I am sorry that i have not been able to read and answer my mail.You see i was in a car wreck i am now home recouping from it and doing much better.
this is an answer i recieved from a Dominant.
    Sorry, I must have miss read what you have wrote.  I was under the impression that he sent you an email.  Of course just because you read his profile dose not mean that you are required to email him.  After all reading the profiles is nothing more then window shopping.  As an adult woman, I am sure that you done a lot of window shopping in your time.  How many shop owners requires that you buy something for doing that?  Not many I would bet.  If I had to email all that I looked at, I would never look.
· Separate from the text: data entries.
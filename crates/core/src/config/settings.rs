//! Runtime configuration with profile support.
//!
//! Provides centralized configuration for the simulator, risk thresholds and
//! the market-data cache, with support for different profiles (default,
//! conservative, aggressive).

use anyhow::Context;
use serde::{Deserialize, Serialize};
use std::path::Path;
use std::time::Duration;

use super::network::ChainConfig;
use crate::simulator::LoopStrategy;

/// Main configuration structure.
#[derive(Debug, Clone, Serialize, Deserialize)]
pub struct LooperConfig {
    /// Profile name (for logging/identification)
    #[serde(default = "default_profile_name")]
    pub profile: String,

    /// Market data cache behaviour
    #[serde(default)]
    pub market: MarketConfig,

    /// Leverage loop tunables
    #[serde(default)]
    pub simulation: SimulationConfig,

    /// Health factor thresholds
    #[serde(default)]
    pub risk: RiskConfig,

    /// Chain and subgraph endpoint
    #[serde(default)]
    pub chain: ChainConfig,

    /// Feature flags
    #[serde(default)]
    pub features: FeatureFlags,

    /// Strategy used when the caller supplies none
    #[serde(default)]
    pub strategy: LoopStrategy,
}

fn default_profile_name() -> String {
    "default".to_string()
}

/// Market data cache configuration.
#[derive(Debug, Clone, Serialize, Deserialize)]
pub struct MarketConfig {
    /// Snapshot time-to-live (seconds)
    #[serde(default = "default_cache_ttl")]
    pub cache_ttl_secs: u64,

    /// Upper bound on a single fetch (milliseconds)
    #[serde(default = "default_fetch_timeout")]
    pub fetch_timeout_ms: u64,

    /// Serve the last cached snapshot when a refetch fails
    #[serde(default = "default_serve_stale")]
    pub serve_stale_on_failure: bool,
}

fn default_cache_ttl() -> u64 {
    30
}
fn default_fetch_timeout() -> u64 {
    10_000
}
fn default_serve_stale() -> bool {
    true
}

impl Default for MarketConfig {
    fn default() -> Self {
        Self {
            cache_ttl_secs: default_cache_ttl(),
            fetch_timeout_ms: default_fetch_timeout(),
            serve_stale_on_failure: default_serve_stale(),
        }
    }
}

impl MarketConfig {
    pub fn cache_ttl(&self) -> Duration {
        Duration::from_secs(self.cache_ttl_secs)
    }
    pub fn fetch_timeout(&self) -> Duration {
        Duration::from_millis(self.fetch_timeout_ms)
    }
}

/// Leverage loop tunables.
#[derive(Debug, Clone, Serialize, Deserialize)]
pub struct SimulationConfig {
    /// Fraction of the borrowable amount actually borrowed each loop.
    ///
    /// Keeping some headroom below the full collateral ratio stops the
    /// position from sitting exactly at its borrow limit. Must be in (0, 1].
    #[serde(default = "default_borrow_headroom")]
    pub borrow_headroom: f64,
}

/// Historical headroom; changing it changes every simulated trajectory.
pub const DEFAULT_BORROW_HEADROOM: f64 = 0.8;

fn default_borrow_headroom() -> f64 {
    DEFAULT_BORROW_HEADROOM
}

impl Default for SimulationConfig {
    fn default() -> Self {
        Self {
            borrow_headroom: default_borrow_headroom(),
        }
    }
}

/// Health factor thresholds used for risk classification.
#[derive(Debug, Clone, Serialize, Deserialize)]
pub struct RiskConfig {
    /// Below this (and >= 1.0) a position is Critical
    #[serde(default = "default_min_hf")]
    pub min_health_factor: f64,

    /// At or above this a position is Safe
    #[serde(default = "default_hf_target")]
    pub health_factor_target: f64,

    /// Upper bound accepted for strategy targets; the simulator rejects
    /// strategies asking for more
    #[serde(default = "default_max_hf")]
    pub max_health_factor: f64,

    /// Required margin above HF 1.0 (fraction). Assessments below
    /// `1 + liquidation_buffer` are flagged as buffer breaches.
    #[serde(default = "default_liquidation_buffer")]
    pub liquidation_buffer: f64,

    /// Maximum leverage (collateral value / equity). Assessments above it
    /// are flagged.
    #[serde(default = "default_max_leverage")]
    pub max_leverage: f64,
}

fn default_min_hf() -> f64 {
    1.2
}
fn default_hf_target() -> f64 {
    1.8
}
fn default_max_hf() -> f64 {
    3.0
}
fn default_liquidation_buffer() -> f64 {
    0.1
}
fn default_max_leverage() -> f64 {
    10.0
}

impl Default for RiskConfig {
    fn default() -> Self {
        Self {
            min_health_factor: default_min_hf(),
            health_factor_target: default_hf_target(),
            max_health_factor: default_max_hf(),
            liquidation_buffer: default_liquidation_buffer(),
            max_leverage: default_max_leverage(),
        }
    }
}

/// Feature flags.
#[derive(Debug, Clone, Serialize, Deserialize)]
pub struct FeatureFlags {
    /// Allow flash-loan rescue previews
    #[serde(default)]
    pub flash_loans: bool,

    /// Allow running simulations
    #[serde(default = "default_simulation_enabled")]
    pub simulation: bool,
}

fn default_simulation_enabled() -> bool {
    true
}

impl Default for FeatureFlags {
    fn default() -> Self {
        Self {
            flash_loans: false,
            simulation: default_simulation_enabled(),
        }
    }
}

impl Default for LooperConfig {
    fn default() -> Self {
        Self {
            profile: default_profile_name(),
            market: MarketConfig::default(),
            simulation: SimulationConfig::default(),
            risk: RiskConfig::default(),
            chain: ChainConfig::default(),
            features: FeatureFlags::default(),
            strategy: LoopStrategy::default(),
        }
    }
}

impl LooperConfig {
    /// Load configuration from a TOML file.
    pub fn from_file(path: impl AsRef<Path>) -> anyhow::Result<Self> {
        let path = path.as_ref();
        let content = std::fs::read_to_string(path)
            .with_context(|| format!("failed to read config {}", path.display()))?;
        let mut config: Self = toml::from_str(&content)
            .with_context(|| format!("failed to parse config {}", path.display()))?;
        config.chain.expand_env_vars();
        Ok(config)
    }

    /// Lower-leverage profile: less headroom, stricter thresholds.
    pub fn conservative() -> Self {
        Self {
            profile: "conservative".to_string(),
            simulation: SimulationConfig {
                borrow_headroom: 0.6,
            },
            risk: RiskConfig {
                min_health_factor: 1.5,
                health_factor_target: 2.0,
                max_leverage: 4.0,
                ..Default::default()
            },
            strategy: LoopStrategy {
                collateral_ratio: 0.6,
                health_factor_target: 2.0,
                ..Default::default()
            },
            ..Default::default()
        }
    }

    /// Higher-leverage profile.
    pub fn aggressive() -> Self {
        Self {
            profile: "aggressive".to_string(),
            market: MarketConfig {
                cache_ttl_secs: 10,
                ..Default::default()
            },
            simulation: SimulationConfig {
                borrow_headroom: 0.9,
            },
            risk: RiskConfig {
                min_health_factor: 1.1,
                health_factor_target: 1.4,
                ..Default::default()
            },
            strategy: LoopStrategy {
                collateral_ratio: 0.8,
                max_loops: 5,
                health_factor_target: 1.4,
                ..Default::default()
            },
            ..Default::default()
        }
    }

    /// Resolve the profile named by `LOOPER_PROFILE` (a profile name or a
    /// TOML path), then apply environment overrides.
    pub fn from_env() -> anyhow::Result<Self> {
        let profile = std::env::var("LOOPER_PROFILE").unwrap_or_else(|_| "default".to_string());

        let mut config = match profile.to_lowercase().as_str() {
            "conservative" | "safe" => Self::conservative(),
            "aggressive" | "aggro" => Self::aggressive(),
            "default" | "" => Self::default(),
            path if path.ends_with(".toml") => Self::from_file(&profile)?,
            other => anyhow::bail!("unknown LOOPER_PROFILE '{}'", other),
        };

        config.apply_env_overrides()?;
        Ok(config)
    }

    /// Apply `CHAIN_ID`, `GRAPH_API_URL`, `GRAPH_API_KEY`,
    /// `ENABLE_FLASH_LOANS` and `ENABLE_SIMULATION`.
    pub fn apply_env_overrides(&mut self) -> anyhow::Result<()> {
        if let Ok(chain_id) = std::env::var("CHAIN_ID") {
            self.chain.chain_id = chain_id
                .parse()
                .with_context(|| format!("invalid CHAIN_ID '{}'", chain_id))?;
        }
        if let Ok(url) = std::env::var("GRAPH_API_URL") {
            self.chain.graph_api_url = Some(url).filter(|u| !u.is_empty());
        }
        if let Ok(key) = std::env::var("GRAPH_API_KEY") {
            self.chain.graph_api_key = key;
        }
        if let Ok(flag) = std::env::var("ENABLE_FLASH_LOANS") {
            self.features.flash_loans = flag == "true";
        }
        if let Ok(flag) = std::env::var("ENABLE_SIMULATION") {
            self.features.simulation = flag != "false";
        }
        Ok(())
    }

    /// Collect configuration problems. Empty means valid.
    pub fn validate(&self) -> Vec<String> {
        let mut errors = Vec::new();

        if self.chain.chain_id == 0 {
            errors.push("valid chain id is required".to_string());
        }
        if matches!(&self.chain.graph_api_url, Some(url) if url.trim().is_empty()) {
            errors.push("graph API URL is empty".to_string());
        }
        if self.market.cache_ttl_secs == 0 {
            errors.push("market cache TTL must be positive".to_string());
        }
        if self.market.fetch_timeout_ms == 0 {
            errors.push("market fetch timeout must be positive".to_string());
        }
        let headroom = self.simulation.borrow_headroom;
        if !(headroom > 0.0 && headroom <= 1.0) {
            errors.push(format!("borrow headroom {} outside (0, 1]", headroom));
        }
        let risk = &self.risk;
        if risk.min_health_factor < 1.0 {
            errors.push(format!("min health factor {} below 1.0", risk.min_health_factor));
        }
        if !(risk.min_health_factor <= risk.health_factor_target
            && risk.health_factor_target <= risk.max_health_factor)
        {
            errors.push(format!(
                "health factor thresholds out of order: min {} / target {} / max {}",
                risk.min_health_factor, risk.health_factor_target, risk.max_health_factor
            ));
        }
        if !(risk.liquidation_buffer.is_finite() && risk.liquidation_buffer >= 0.0) {
            errors.push(format!("liquidation buffer {} is negative", risk.liquidation_buffer));
        }
        if !(risk.max_leverage >= 1.0) {
            errors.push(format!("max leverage {} below 1.0", risk.max_leverage));
        }
        if self.strategy.health_factor_target > risk.max_health_factor {
            errors.push(format!(
                "strategy health factor target {} above max {}",
                self.strategy.health_factor_target, risk.max_health_factor
            ));
        }

        errors
    }

    /// Log the current configuration.
    pub fn log_config(&self) {
        tracing::info!(profile = %self.profile, "Configuration loaded");
        tracing::info!(
            chain_id = self.chain.chain_id,
            network = self.chain.network().map(|n| n.name).unwrap_or("unknown"),
            subgraph = self.chain.graph_api_url.as_deref().unwrap_or("<static>"),
            "Chain"
        );
        tracing::info!(
            cache_ttl_secs = self.market.cache_ttl_secs,
            fetch_timeout_ms = self.market.fetch_timeout_ms,
            serve_stale = self.market.serve_stale_on_failure,
            "Market data cache"
        );
        tracing::info!(
            borrow_headroom = self.simulation.borrow_headroom,
            min_hf = self.risk.min_health_factor,
            hf_target = self.risk.health_factor_target,
            max_hf = self.risk.max_health_factor,
            liquidation_buffer = self.risk.liquidation_buffer,
            max_leverage = self.risk.max_leverage,
            "Risk parameters"
        );
        tracing::info!(
            flash_loans = self.features.flash_loans,
            simulation = self.features.simulation,
            "Feature flags"
        );
    }
}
     Now since I am clear on what you was asking.  I would venture to say that Mr. Rudeness, was just trying to impress you with how dominate he could be.  But, that dose not make it right to send you a for shame email.  You was right then to defend yourself from his attack on you.

    
 Again, Iam sorry that I have miss read your entry,
Raven
Could someone please tell me if i was wrong to reply this this email the way i did.Because i i might of taken it the wrong way.      His email to me:



Shame on you!  You took a peek at my profile and said nothing!

Why did you do that?

Are you just a little voyeur?  A true slave "Knows her man
ners" Soo SHAME ON YOU!  Makes me ponder if you are just into playing fucking games?

 

     my reply: Hello Mr. Rudeness,

     I am a free slave.A free slave to do as i wish for now.Because i say nothing may mean i have nothing to say.And yes i do know my manners.Seems so more than you.We slaves and subs are free to look and say nothing if we choose to do so.Who are any way to judge me?You do not know of me or about me.Atleast i know my place and manners not to send something like you did.Do not judge unless ye be judge.It is ones who act as you do that makes one like me true of heart give this a second thought and maybe give up.Because you call yourself a master does not mean it is so.Me think you should learn some mannersThen maybe some will chat and not just pass you by.Have a very pleasent day and a wonderful life filled with all the happiness you wish for and more.